Anton Voorhorst: ‘Na de overdracht begon de repatriëring. Alles moest terug naar Nederland. Wij waren als laatsten gekomen en zijn als laatsten weer gegaan. Er zijn nog vijf generaalsschepen ingezet voor de terugtocht. Ik kwam met een stuk of drie jongens bij de foerier te werken. We moesten kleding innemen. Overdag gingen wij weleens dingen bezichtigen, een rondrit of excursie naar de Borobudur en de plantentuin bij Buitenzorg. ’s Avonds gingen we weleens de stad in. Je kon in die tijd gewoon vrij rondlopen. Het was heel anders. Het was gewoon wachten totdat we naar huis konden. In Semarang zijn we op de trein gestapt en langs de kust helemaal naar Batavia gegaan om in te schepen. Van de terugweg herinner ik mij weinig meer. We waren blij dat we naar huis gingen.

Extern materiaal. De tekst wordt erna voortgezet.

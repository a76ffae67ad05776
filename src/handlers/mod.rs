pub mod auth;
pub mod history;
pub mod archive;
pub mod names;
pub mod prizes;
pub mod schedule;

pub use auth::auth_config;
pub use history::history_config;
pub use archive::log_config;
pub use names::names_config;
pub use prizes::prizes_config;
pub use schedule::schedule_config;

use crate::error::AppError;
use actix_web::web;

/// JSON 解析失败时返回统一的错误包装
pub fn json_config() -> web::JsonConfig {
    web::JsonConfig::default()
        .error_handler(|err, _req| AppError::ValidationError(err.to_string()).into())
}

/// 路径参数解析失败 (如 `/history/{date}/abc`) 同样返回统一的错误包装
pub fn path_config() -> web::PathConfig {
    web::PathConfig::default()
        .error_handler(|err, _req| AppError::ValidationError(err.to_string()).into())
}

/// 注册全部路由
pub fn routes(cfg: &mut web::ServiceConfig) {
    cfg.app_data(json_config())
        .app_data(path_config())
        .configure(history_config)
        .configure(names_config)
        .configure(prizes_config)
        .configure(auth_config)
        .configure(log_config)
        .configure(schedule_config);
}
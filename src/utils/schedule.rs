use chrono::{DateTime, Datelike, Duration, FixedOffset, NaiveDate, NaiveTime, Utc, Weekday};

use crate::config::DrawConfig;
use crate::error::{AppError, AppResult};

/// 开奖日期的展示格式 (DD.MM.YYYY)
pub const DATE_LABEL_FORMAT: &str = "%d.%m.%Y";

/// 每周开奖规则: 参考时区 + 开奖日 + 开奖时刻
///
/// 所有时区换算都在这里通过固定偏移显式完成, 不依赖宿主机的本地时区。
#[derive(Debug, Clone)]
pub struct DrawSchedule {
    offset: FixedOffset,
    weekdays: Vec<Weekday>,
    time: NaiveTime,
}

impl DrawSchedule {
    pub fn new(offset: FixedOffset, weekdays: Vec<Weekday>, time: NaiveTime) -> AppResult<Self> {
        if weekdays.is_empty() {
            return Err(AppError::ConfigError(
                "draw schedule needs at least one weekday".to_string(),
            ));
        }
        Ok(Self {
            offset,
            weekdays,
            time,
        })
    }

    pub fn from_config(config: &DrawConfig) -> AppResult<Self> {
        let offset = FixedOffset::east_opt(config.utc_offset_minutes * 60).ok_or_else(|| {
            AppError::ConfigError(format!(
                "invalid utc offset: {} minutes",
                config.utc_offset_minutes
            ))
        })?;

        let weekdays = config
            .weekdays
            .iter()
            .map(|&d| weekday_from_sunday(d))
            .collect::<AppResult<Vec<_>>>()?;

        let time = NaiveTime::parse_from_str(&config.time, "%H:%M").map_err(|_| {
            AppError::ConfigError(format!("invalid draw time '{}', expected HH:MM", config.time))
        })?;

        Self::new(offset, weekdays, time)
    }

    pub fn offset(&self) -> FixedOffset {
        self.offset
    }

    /// 计算严格晚于 `now` 的下一次开奖时刻
    ///
    /// 当天是开奖日且尚未到开奖时刻时返回当天; 恰好处于开奖时刻或之后则顺延到下一个开奖日。
    pub fn next_after(&self, now: DateTime<Utc>) -> DateTime<Utc> {
        let today = self.local_date(now);

        // offset 为 7 时必然命中同一星期几, 所以循环一定有结果
        for days in 0..=7 {
            let date = today + Duration::days(days);
            if !self.weekdays.contains(&date.weekday()) {
                continue;
            }
            let candidate = self.slot_on(date);
            if candidate > now {
                return candidate;
            }
        }

        self.slot_on(today + Duration::days(7))
    }

    /// 指定参考时区日期当天的开奖时刻 (UTC)
    pub fn slot_on(&self, date: NaiveDate) -> DateTime<Utc> {
        let local = date.and_time(self.time);
        let utc = local - Duration::seconds(i64::from(self.offset.local_minus_utc()));
        DateTime::<Utc>::from_naive_utc_and_offset(utc, Utc)
    }

    /// `instant` 在参考时区下的日历日期
    pub fn local_date(&self, instant: DateTime<Utc>) -> NaiveDate {
        instant.with_timezone(&self.offset).date_naive()
    }

    pub fn date_label(&self, instant: DateTime<Utc>) -> String {
        self.local_date(instant).format(DATE_LABEL_FORMAT).to_string()
    }

    pub fn to_reference(&self, instant: DateTime<Utc>) -> DateTime<FixedOffset> {
        instant.with_timezone(&self.offset)
    }
}

/// 解析 `DD.MM.YYYY` 形式的日期标签
pub fn parse_date_label(label: &str) -> Option<NaiveDate> {
    NaiveDate::parse_from_str(label.trim(), DATE_LABEL_FORMAT).ok()
}

fn weekday_from_sunday(day: u32) -> AppResult<Weekday> {
    match day {
        0 => Ok(Weekday::Sun),
        1 => Ok(Weekday::Mon),
        2 => Ok(Weekday::Tue),
        3 => Ok(Weekday::Wed),
        4 => Ok(Weekday::Thu),
        5 => Ok(Weekday::Fri),
        6 => Ok(Weekday::Sat),
        other => Err(AppError::ConfigError(format!(
            "invalid weekday {other}, expected 0 (Sunday) to 6 (Saturday)"
        ))),
    }
}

Bij thuiskomst werd er feest gevierd. Ze waren blij dat je er weer heelhuids was. Er kwam een muziekkorps thuis en van de buurt kreeg ik een fiets. Dat was een prettige ervaring. Dit tafeltje heb ik uit Indië meegenomen en ook wat sieraden en batikdoeken, maar die heb ik niet meer. Ik had ook een samoerai zwaard en een jachtgeweer, maar die durfde ik niet mee te nemen. Achteraf gezien had dat best gekund.
Ik kwam gewoon weer op de boerderij. Ik had geen probleem de draad weer op te pakken. Er is een groot verschil tussen hen die er 1,5 of 3 jaar hebben gezeten. Wel schrok ik in het begin als er bijvoorbeeld een deur hard dichtklapte. Dat heb je dan nog overgehouden van die eerste [gewelddadige] periode. Erg lang heeft dat niet geduurd.’